No rehearsal for me yesterday, as I had work from 8am to 11.30pm -- two final exams to administer, various meetings, then dorm duty. The last of the exams was this morning, thankfully (finally!), and now our students go away for three weeks (and no, I don't know why we have a three-week vacation in March. Everybody says it's traditional. Less time for spring sports to have to play in the snow, I assume). I came home for a brief nap before rehearsal and ended up falling into a tremendously deep sleep and waking up ten minutes before I needed to be at the theatre. Considering that in the best weather and least traffic it's a thirty-five minute drive, this was a bit of a problem. I looked at the schedule and saw that a scene without me was set to rehearse first, so thought I was probably okay. I drove at semi-unreasonable speeds nonetheless, and arrived at the theatre only about forty minutes late.

I wasn't actually late at all, since, as I'd suspected, they started with a scene I'm not in. We soon came to the end of I.ii, though, and I got to try out some of my recently-memorized lines, because during some downtime during the last rehearsal I did manage to get most of I.ii into my head, at least provisionally. And I got to try out the ladder I climb to get out of the orchestra pit and onto the stage. The ladder's made from little planks of wood and so is not as intuitively easy to climb as, for instance, something from a hardware store. Thus, my first attempt at an entrance was something that would have been far more acceptable for one of the later drunk scenes. And I forgot all the lines. It was just going to be one of those days, I could tell.

It was, indeed. When the rehearsal process isn't as fast as ours, this kind of day generally happens during a middle week, or maybe the week before the middle week. It's the point where you know the blocking and you know what you're trying to do, but you can't really juggle both the blocking and your half-memorized lines, and so you can't quite do what you're trying to do no matter how hard you try, which only makes you frustrated, and the frustration causes anxiety, and the anxiety leads to forgetting lines you really do know and forgetting to move anywhere at all. To the untrained eye, the actor seems to be striving to impersonate an ambitious moose.

Such rehearsals continue for a few days, and are vital to the process, because the frustration causes the actor to learn the lines and think more deeply about the role. Or it causes them to quit. Or they end up like me: Telling their friends repeatedly and tiresomely that they will never set foot on a stage again, it's not worth it, it's a ridiculous activity, etc. etc. ("I have no talent, nobody appreciates me, everybody who appreciates me is an idiot, I'm an idiot, and on and on and on") while at the same time learning the lines, thinking more deeply about the role, and, finally, enjoying a rehearsal here or there. I've been doing this since I was somewhere around eight years old and have gone through a similar process for every show. And yet I've actually only regretted doing one or two plays out of a countless number I've been a part of.

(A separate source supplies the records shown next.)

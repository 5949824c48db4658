//! TCB0 as a periodic 16-bit countdown timer.
//!
//! In periodic-interrupt mode the counter runs to the compare value,
//! raises the capture flag and wraps, which is exactly the
//! `CountDown + Periodic` contract the bit-banged drivers pace themselves
//! with. On this family it is the preferred clock source over a
//! calibrated spin loop.

use core::time::Duration;

use embedded_hal::timer::{CountDown, Periodic};

const CTRLA: *mut u8 = 0x0A40 as *mut u8;
const CTRLB: *mut u8 = 0x0A41 as *mut u8;
const INTFLAGS: *mut u8 = 0x0A46 as *mut u8;
const CNTL: *mut u8 = 0x0A4A as *mut u8;
const CCMPL: *mut u8 = 0x0A4C as *mut u8;

const ENABLE: u8 = 0x01;
const CNTMODE_INT: u8 = 0x00;
const CAPT: u8 = 0x01;

const NANOS_PER_SEC: u64 = 1_000_000_000;

/// Counter clock prescaler.
#[derive(Debug, Clone, Copy, PartialEq, Eq)]
#[cfg_attr(feature = "defmt", derive(defmt::Format))]
pub enum Prescaler {
    Div1,
    Div2,
}

impl Prescaler {
    fn bits(self) -> u8 {
        match self {
            Prescaler::Div1 => 0x00,
            Prescaler::Div2 => 0x02,
        }
    }

    fn divisor(self) -> u32 {
        match self {
            Prescaler::Div1 => 1,
            Prescaler::Div2 => 2,
        }
    }
}

unsafe fn write_16(low: *mut u8, value: u16) {
    low.write_volatile(value as u8);
    low.add(1).write_volatile((value >> 8) as u8);
}

unsafe fn read_16(low: *mut u8) -> u16 {
    let l = low.read_volatile() as u16;
    let h = low.add(1).read_volatile() as u16;
    l | (h << 8)
}

/// The TCB0 block in periodic-interrupt mode.
pub struct Tcb0 {
    tick_hz: u32,
}

impl Tcb0 {
    pub fn new(cpu_hz: u32, prescaler: Prescaler) -> Self {
        unsafe {
            CTRLB.write_volatile(CNTMODE_INT);
            CTRLA.write_volatile(prescaler.bits() | ENABLE);
        }
        Tcb0 {
            tick_hz: cpu_hz / prescaler.divisor(),
        }
    }

    /// Pause the counter without losing its state.
    pub fn stop(&mut self) {
        unsafe {
            CTRLA.write_volatile(CTRLA.read_volatile() & !ENABLE);
        }
    }

    pub fn resume(&mut self) {
        unsafe {
            CTRLA.write_volatile(CTRLA.read_volatile() | ENABLE);
        }
    }

    pub fn count(&self) -> u16 {
        unsafe { read_16(CNTL) }
    }

    pub fn set_count(&mut self, count: u16) {
        unsafe {
            write_16(CNTL, count);
        }
    }

    /// Block for `us` microseconds.
    pub fn delay_us(&mut self, us: u32) {
        self.start(Duration::from_micros(u64::from(us)));
        nb::block!(self.wait()).ok();
    }

    /// Block for `ms` milliseconds.
    pub fn delay_ms(&mut self, ms: u16) {
        self.start(Duration::from_millis(u64::from(ms)));
        nb::block!(self.wait()).ok();
    }

    fn ticks_for(&self, duration: Duration) -> u16 {
        let nanos = duration.as_nanos() as u64;
        let ticks = nanos * u64::from(self.tick_hz) / NANOS_PER_SEC;
        ticks.clamp(1, u64::from(u16::MAX)) as u16
    }
}

impl CountDown for Tcb0 {
    type Time = Duration;

    fn start<T: Into<Duration>>(&mut self, count: T) {
        let ticks = self.ticks_for(count.into());
        unsafe {
            write_16(CCMPL, ticks);
            write_16(CNTL, 0);
            INTFLAGS.write_volatile(CAPT);
        }
    }

    fn wait(&mut self) -> nb::Result<(), void::Void> {
        if unsafe { INTFLAGS.read_volatile() } & CAPT == 0 {
            return Err(nb::Error::WouldBlock);
        }
        unsafe {
            // The flag clears by writing a one; the counter has already
            // wrapped for the next period.
            INTFLAGS.write_volatile(CAPT);
        }
        Ok(())
    }
}

impl Periodic for Tcb0 {}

I.ii ended up going pretty well by the third or fourth try, though. Then we moved to III.ii to give Prospero a break, and that, I thought, was just horrendous, and it was all my fault. I was in the sort of self-pitying mode where I knew every word out of my mouth was wrong and every move I made ridiculous, but I wanted somebody to tell me I was the greatest actor they'd ever met. Instead, we just stumbled through it, going back and forth and fixing things. Very pragmatic, as it should be.

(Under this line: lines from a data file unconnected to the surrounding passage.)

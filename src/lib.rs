//! Hardware abstraction layer for two ATtiny families, built on the
//! [`embedded-hal`] traits.
//!
//! The classic core (ATtiny85) has no SPI, I2C or UART hardware; this crate
//! substitutes [bit banging] assisted by the USI shift register for the two
//! bus protocols, and a purely software UART for asynchronous serial. The
//! modern core (ATtiny404) gets thin typed drivers over its real SPI0, TWI0
//! and USART0 peripherals, alongside GPIO, ADC and timer/PWM wrappers for
//! both parts.
//!
//! The protocol state machines in [`spi`], [`i2c`] and [`serial`] are
//! generic over the [`usi::Usi`] seam and the `embedded-hal` pin and timer
//! traits, so they run unchanged against real registers or against a
//! simulated bus in the test suite.
//!
//! [bit banging]: https://en.wikipedia.org/wiki/Bit_banging
//! [`embedded-hal`]: https://github.com/rust-embedded/embedded-hal

#![no_std]

#[cfg(test)]
extern crate std;

pub mod i2c;
pub mod serial;
pub mod spi;
pub mod usi;

#[cfg(feature = "attiny404")]
pub mod attiny404;
#[cfg(feature = "attiny85")]
pub mod attiny85;

#[cfg(test)]
pub(crate) mod testutil;
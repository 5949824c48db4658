//! TCA0 single-slope PWM on waveform outputs WO0–WO2.
//!
//! The period register is pinned to 255 so every channel behaves as an
//! 8-bit PWM, matching the Timer0 channels on the classic core.

use embedded_hal::PwmPin;

const CTRLA: *mut u8 = 0x0A00 as *mut u8;
const CTRLB: *mut u8 = 0x0A01 as *mut u8;
const PERL: *mut u8 = 0x0A26 as *mut u8;
const CMP0L: *mut u8 = 0x0A28 as *mut u8;
const CMP1L: *mut u8 = 0x0A2A as *mut u8;
const CMP2L: *mut u8 = 0x0A2C as *mut u8;

const ENABLE: u8 = 0x01;
const WGMODE_SINGLESLOPE: u8 = 0x03;
const CMP0EN: u8 = 0x10;
const CMP1EN: u8 = 0x20;
const CMP2EN: u8 = 0x40;

/// Timer clock prescaler, encoded as the CLKSEL field value.
#[derive(Debug, Clone, Copy, PartialEq, Eq)]
#[cfg_attr(feature = "defmt", derive(defmt::Format))]
pub enum Prescaler {
    Div1 = 0,
    Div2 = 1,
    Div4 = 2,
    Div8 = 3,
    Div16 = 4,
    Div64 = 5,
    Div256 = 6,
    Div1024 = 7,
}

unsafe fn write_16(low: *mut u8, value: u16) {
    // Low byte goes through TEMP, the high-byte write commits both.
    low.write_volatile(value as u8);
    low.add(1).write_volatile((value >> 8) as u8);
}

unsafe fn read_16(low: *mut u8) -> u16 {
    let l = low.read_volatile() as u16;
    let h = low.add(1).read_volatile() as u16;
    l | (h << 8)
}

/// TCA0 configured for single-slope PWM, split into its channels.
pub struct Tca0Pwm;

impl Tca0Pwm {
    pub fn new(prescaler: Prescaler) -> Self {
        unsafe {
            CTRLB.write_volatile(WGMODE_SINGLESLOPE);
            write_16(PERL, u16::from(u8::MAX));
            CTRLA.write_volatile(((prescaler as u8) << 1) | ENABLE);
        }
        Tca0Pwm
    }

    /// Hand out the three channels; each starts disconnected with zero
    /// duty.
    pub fn split(self) -> (PwmWo0, PwmWo1, PwmWo2) {
        (PwmWo0, PwmWo1, PwmWo2)
    }
}

macro_rules! tca_channel {
    ($name:ident, $doc:expr, $cmp:ident, $en:ident) => {
        #[doc = $doc]
        pub struct $name;

        impl PwmPin for $name {
            type Duty = u8;

            fn enable(&mut self) {
                unsafe {
                    CTRLB.write_volatile(CTRLB.read_volatile() | $en);
                }
            }

            fn disable(&mut self) {
                unsafe {
                    CTRLB.write_volatile(CTRLB.read_volatile() & !$en);
                }
            }

            fn get_duty(&self) -> u8 {
                unsafe { read_16($cmp) as u8 }
            }

            fn get_max_duty(&self) -> u8 {
                u8::MAX
            }

            fn set_duty(&mut self, duty: u8) {
                unsafe {
                    write_16($cmp, u16::from(duty));
                }
            }
        }
    };
}

tca_channel!(PwmWo0, "Compare channel 0, waveform output WO0.", CMP0L, CMP0EN);
tca_channel!(PwmWo1, "Compare channel 1, waveform output WO1.", CMP1L, CMP1EN);
tca_channel!(PwmWo2, "Compare channel 2, waveform output WO2.", CMP2L, CMP2EN);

III.ii, alas, is the scene with "Be not afeard: the isle is full of noises", the monologue everybody in the company seems to have memorized other than me, and which everyone says is the most beautiful writing in the play, their favorite, better than sex, etc. This is not helpful to me. I'm not easily intimidated, but facing an audience of people who all are waiting to enter some state of maximum Shakespearian transcendance because of the words that are supposed to come out of my mouth borders on agression-by-expectation. It reminded me of being twelve years old again and on a soccer team. I have developed some physical coordination over the years, but when I was 12 I was the definition of the awkward child. My brain would tell my legs to hit the soccer ball in a certain way, and, inevitably, I would bruise a bystander or trip over the ball. I could envision exactly where the ball needed to go and what my feet needed to do to get it there, and then once my feet took up the challenge, I ended up kicking the ball at my own team's goal. (I vividly remember dribbling the ball down the field toward our own goalie during a game, with people all around yelling, "Matt! You're going the wrong way!" And me thinking, What, you don't think I've noticed?! Who says I'm in control here?!?)

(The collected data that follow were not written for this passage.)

//! Cycle-counted busy-wait time source.
//!
//! This part has no spare timer once Timer0 is generating PWM, so the
//! injectable clock the bit-banged drivers expect is approximated by a
//! calibrated spin loop. Accuracy is only as good as the spin: interrupts
//! stealing cycles make every wait run long, never short.

use core::time::Duration;

use embedded_hal::timer::{CountDown, Periodic};

const NANOS_PER_SEC: u64 = 1_000_000_000;

// The wait loop costs roughly this many CPU cycles per iteration.
const CYCLES_PER_SPIN: u64 = 4;

/// Busy-wait `CountDown` timer calibrated against the CPU clock.
pub struct Delay {
    cpu_hz: u32,
    spins: u32,
}

impl Delay {
    pub fn new(cpu_hz: u32) -> Self {
        Delay { cpu_hz, spins: 0 }
    }

    /// A timer pre-started with a fixed period, for drivers that only
    /// ever call `wait`: one tick per bus clock edge.
    pub fn periodic(cpu_hz: u32, period: Duration) -> Self {
        let mut delay = Delay::new(cpu_hz);
        delay.start(period);
        delay
    }

    /// Spin for `us` microseconds.
    pub fn delay_us(&mut self, us: u32) {
        self.start(Duration::from_micros(u64::from(us)));
        nb::block!(self.wait()).ok();
    }

    /// Spin for `ms` milliseconds.
    pub fn delay_ms(&mut self, ms: u16) {
        self.start(Duration::from_millis(u64::from(ms)));
        nb::block!(self.wait()).ok();
    }

    fn spins_for(&self, duration: Duration) -> u32 {
        let nanos = duration.as_nanos() as u64;
        let cycles = nanos * u64::from(self.cpu_hz) / NANOS_PER_SEC;
        (cycles / CYCLES_PER_SPIN).max(1) as u32
    }
}

impl CountDown for Delay {
    type Time = Duration;

    fn start<T: Into<Duration>>(&mut self, count: T) {
        self.spins = self.spins_for(count.into());
    }

    fn wait(&mut self) -> nb::Result<(), void::Void> {
        for _ in 0..self.spins {
            core::hint::spin_loop();
        }
        Ok(())
    }
}

impl Periodic for Delay {}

"Think about the vowels," the director says. "Elongate the vowels."

"All the vowels?" I say.

"All the vowels. Like the people in the storm at the beginning of the play."

"But I'm not in a storm."

"Right. But try it. Elongate the vowels."

And then Caroline says the ending should be heartbreaking: The clouds methought would open and show riches/ Ready to drop upon me, that, when I waked,/ I cried to dream again. "That's him thinking about life after Sycorax, his mother, and before Prospero," she said.

I know this. I am only temporarily impersonating an idiot. It's a phase I'm going through. Like life is a phase a person has to go through before death.

Finally, we moved on to Act IV, which we'd never done. Going through a scene for the first time is much more pleasant than doing one for the third or fourth time. It was a nice way to end the day, actually, because it was short, easy to do, and fun. Alas, this is not The Sound of Music.

No rehearsals for me this weekend, because I've got 50 exams to grade, with term grades and comments for every student due by Monday morning. On Sunday, I'm going to a poetry reading by Mark Doty. I'm going to tell him to elongate his vowels.

Music on the drive up: Redemption's Son by Joseph Arthur, an album I haven't listened to for a while but very much like, though I think it was a bad choice for before a rehearsal: too soft, not rough enough. Save for the drive home. Today's drive home: Disc Three of Join the Dots. (I was in a good mood, so naturally decided on listening to music to jump off a bridge to.)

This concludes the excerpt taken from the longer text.